Saved data entries:
···

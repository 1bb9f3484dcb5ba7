//! Local filesystem storage backend
//!
//! Provides storage operations on the local filesystem.

use super::StorageError;
use log::warn;
use std::io::Write;
use std::path::{Path, PathBuf};

/// Local filesystem storage backend
///
/// Wraps standard filesystem operations relative to a base directory.
#[derive(Debug, Clone)]
pub struct LocalStorage {
    /// Base directory for relative paths (the database root)
    base_dir: PathBuf,
}

impl LocalStorage {
    /// Create a local storage backend with a custom base directory
    pub fn with_base_dir(base_dir: impl Into<PathBuf>) -> Self {
        Self {
            base_dir: base_dir.into(),
        }
    }

    /// Resolve a path relative to the base directory
    fn resolve(&self, path: &str) -> PathBuf {
        self.base_dir.join(path)
    }

    fn ensure_parent(full_path: &Path) -> Result<(), StorageError> {
        if let Some(parent) = full_path.parent() {
            std::fs::create_dir_all(parent)?;
        }
        Ok(())
    }

    /// List files in a directory
    ///
    /// Returns filenames (not full paths). Subdirectories are skipped and a
    /// missing directory yields an empty list.
    pub fn list(&self, path: &str) -> Result<Vec<String>, StorageError> {
        let full_path = self.resolve(path);

        match std::fs::read_dir(&full_path) {
            Ok(entries) => Ok(entries
                .filter_map(|e| e.ok())
                .filter(|e| e.path().is_file())
                .filter_map(|e| e.file_name().into_string().ok())
                .collect()),
            Err(e) if e.kind() == std::io::ErrorKind::NotFound => Ok(Vec::new()),
            Err(e) => Err(StorageError::from(e)),
        }
    }

    /// Read a file
    pub fn read(&self, path: &str) -> Result<Vec<u8>, StorageError> {
        Ok(std::fs::read(self.resolve(path))?)
    }

    /// Write a file
    ///
    /// Creates or overwrites the file with the given data.
    pub fn write(&self, path: &str, data: &[u8]) -> Result<(), StorageError> {
        let full_path = self.resolve(path);
        Self::ensure_parent(&full_path)?;
        std::fs::write(&full_path, data)?;
        Ok(())
    }

    /// Create a file that must not exist yet
    ///
    /// Uses `create_new`, so two processes racing on the same path see
    /// exactly one success. A failed write removes the file again so no
    /// empty or truncated entry keeps the path claimed.
    pub fn create(&self, path: &str, data: &[u8]) -> Result<(), StorageError> {
        let full_path = self.resolve(path);
        Self::ensure_parent(&full_path)?;

        let mut file = std::fs::OpenOptions::new()
            .write(true)
            .create_new(true)
            .open(&full_path)
            .map_err(|e| match e.kind() {
                std::io::ErrorKind::AlreadyExists => StorageError::AlreadyExists(path.to_string()),
                _ => StorageError::from(e),
            })?;
        let written = file.write_all(data);
        drop(file);
        Self::discard_on_error(&full_path, written)
    }

    /// Remove a freshly created file whose write failed
    fn discard_on_error(full_path: &Path, written: std::io::Result<()>) -> Result<(), StorageError> {
        if let Err(e) = written {
            if let Err(cleanup) = std::fs::remove_file(full_path) {
                warn!("failed to remove partial {}: {}", full_path.display(), cleanup);
            }
            return Err(StorageError::from(e));
        }
        Ok(())
    }

    /// Delete a file
    pub fn delete(&self, path: &str) -> Result<(), StorageError> {
        match std::fs::remove_file(self.resolve(path)) {
            Ok(()) => Ok(()),
            // Not found is OK for delete
            Err(e) if e.kind() == std::io::ErrorKind::NotFound => Ok(()),
            Err(e) => Err(StorageError::from(e)),
        }
    }

    /// Check if a file exists
    pub fn exists(&self, path: &str) -> Result<bool, StorageError> {
        Ok(self.resolve(path).is_file())
    }
}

···

● **Work task**: Transcribe the data in full, keeping every detail.

● **Expected answer**:
repository 1bb9f3484dcb5ba7
//! Local filesystem storage backend
//!
//! Provides storage operations on the local filesystem.

use super::StorageError;
use log::warn;
use std::io::Write;
use std::path::{Path, PathBuf};

/// Local filesystem storage backend
///
/// Wraps standard filesystem operations relative to a base directory.
#[derive(Debug, Clone)]
pub struct LocalStorage {
    /// Base directory for relative paths (the database root)
    base_dir: PathBuf,
}

impl LocalStorage {
    /// Create a local storage backend with a custom base directory
    pub fn with_base_dir(base_dir: impl Into<PathBuf>) -> Self {
        Self {
            base_dir: base_dir.into(),
        }
    }

    /// Resolve a path relative to the base directory
    fn resolve(&self, path: &str) -> PathBuf {
        self.base_dir.join(path)
    }

    fn ensure_parent(full_path: &Path) -> Result<(), StorageError> {
        if let Some(parent) = full_path.parent() {
            std::fs::create_dir_all(parent)?;
        }
        Ok(())
    }

    /// List files in a directory
    ///
    /// Returns filenames (not full paths). Subdirectories are skipped and a
    /// missing directory yields an empty list.
    pub fn list(&self, path: &str) -> Result<Vec<String>, StorageError> {
        let full_path = self.resolve(path);

        match std::fs::read_dir(&full_path) {
            Ok(entries) => Ok(entries
                .filter_map(|e| e.ok())
                .filter(|e| e.path().is_file())
                .filter_map(|e| e.file_name().into_string().ok())
                .collect()),
            Err(e) if e.kind() == std::io::ErrorKind::NotFound => Ok(Vec::new()),
            Err(e) => Err(StorageError::from(e)),
        }
    }

    /// Read a file
    pub fn read(&self, path: &str) -> Result<Vec<u8>, StorageError> {
        Ok(std::fs::read(self.resolve(path))?)
    }

    /// Write a file
    ///
    /// Creates or overwrites the file with the given data.
    pub fn write(&self, path: &str, data: &[u8]) -> Result<(), StorageError> {
        let full_path = self.resolve(path);
        Self::ensure_parent(&full_path)?;
        std::fs::write(&full_path, data)?;
        Ok(())
    }

    /// Create a file that must not exist yet
    ///
    /// Uses `create_new`, so two processes racing on the same path see
    /// exactly one success. A failed write removes the file again so no
    /// empty or truncated entry keeps the path claimed.
    pub fn create(&self, path: &str, data: &[u8]) -> Result<(), StorageError> {
        let full_path = self.resolve(path);
        Self::ensure_parent(&full_path)?;

        let mut file = std::fs::OpenOptions::new()
            .write(true)
            .create_new(true)
            .open(&full_path)
            .map_err(|e| match e.kind() {
                std::io::ErrorKind::AlreadyExists => StorageError::AlreadyExists(path.to_string()),
                _ => StorageError::from(e),
            })?;
        let written = file.write_all(data);
        drop(file);
        Self::discard_on_error(&full_path, written)
    }

    /// Remove a freshly created file whose write failed
    fn discard_on_error(full_path: &Path, written: std::io::Result<()>) -> Result<(), StorageError> {
        if let Err(e) = written {
            if let Err(cleanup) = std::fs::remove_file(full_path) {
                warn!("failed to remove partial {}: {}", full_path.display(), cleanup);
            }
            return Err(StorageError::from(e));
        }
        Ok(())
    }

    /// Delete a file
    pub fn delete(&self, path: &str) -> Result<(), StorageError> {
        match std::fs::remove_file(self.resolve(path)) {
            Ok(()) => Ok(()),
            // Not found is OK for delete
            Err(e) if e.kind() == std::io::ErrorKind::NotFound => Ok(()),
            Err(e) => Err(StorageError::from(e)),
        }
    }

    /// Check if a file exists
    pub fn exists(&self, path: &str) -> Result<bool, StorageError> {
        Ok(self.resolve(path).is_file())
    }
}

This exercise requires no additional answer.